> **The problem**: Retype the listing in full. Change nothing.

> **Records provided**:

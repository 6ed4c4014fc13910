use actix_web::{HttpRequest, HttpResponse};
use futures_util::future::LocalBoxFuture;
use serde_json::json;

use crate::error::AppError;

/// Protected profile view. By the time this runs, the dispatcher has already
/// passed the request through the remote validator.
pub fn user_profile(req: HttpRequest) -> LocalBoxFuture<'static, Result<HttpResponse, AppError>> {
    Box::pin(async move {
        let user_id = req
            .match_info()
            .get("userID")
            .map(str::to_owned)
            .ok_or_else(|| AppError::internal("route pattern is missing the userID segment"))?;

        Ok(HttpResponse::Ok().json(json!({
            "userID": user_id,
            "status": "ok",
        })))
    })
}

> **Task answer**:
repository 6ed4c4014fc13910
use actix_web::{HttpRequest, HttpResponse};
use futures_util::future::LocalBoxFuture;
use serde_json::json;

use crate::error::AppError;

/// Protected profile view. By the time this runs, the dispatcher has already
/// passed the request through the remote validator.
pub fn user_profile(req: HttpRequest) -> LocalBoxFuture<'static, Result<HttpResponse, AppError>> {
    Box::pin(async move {
        let user_id = req
            .match_info()
            .get("userID")
            .map(str::to_owned)
            .ok_or_else(|| AppError::internal("route pattern is missing the userID segment"))?;

        Ok(HttpResponse::Ok().json(json!({
            "userID": user_id,
            "status": "ok",
        })))
    })
}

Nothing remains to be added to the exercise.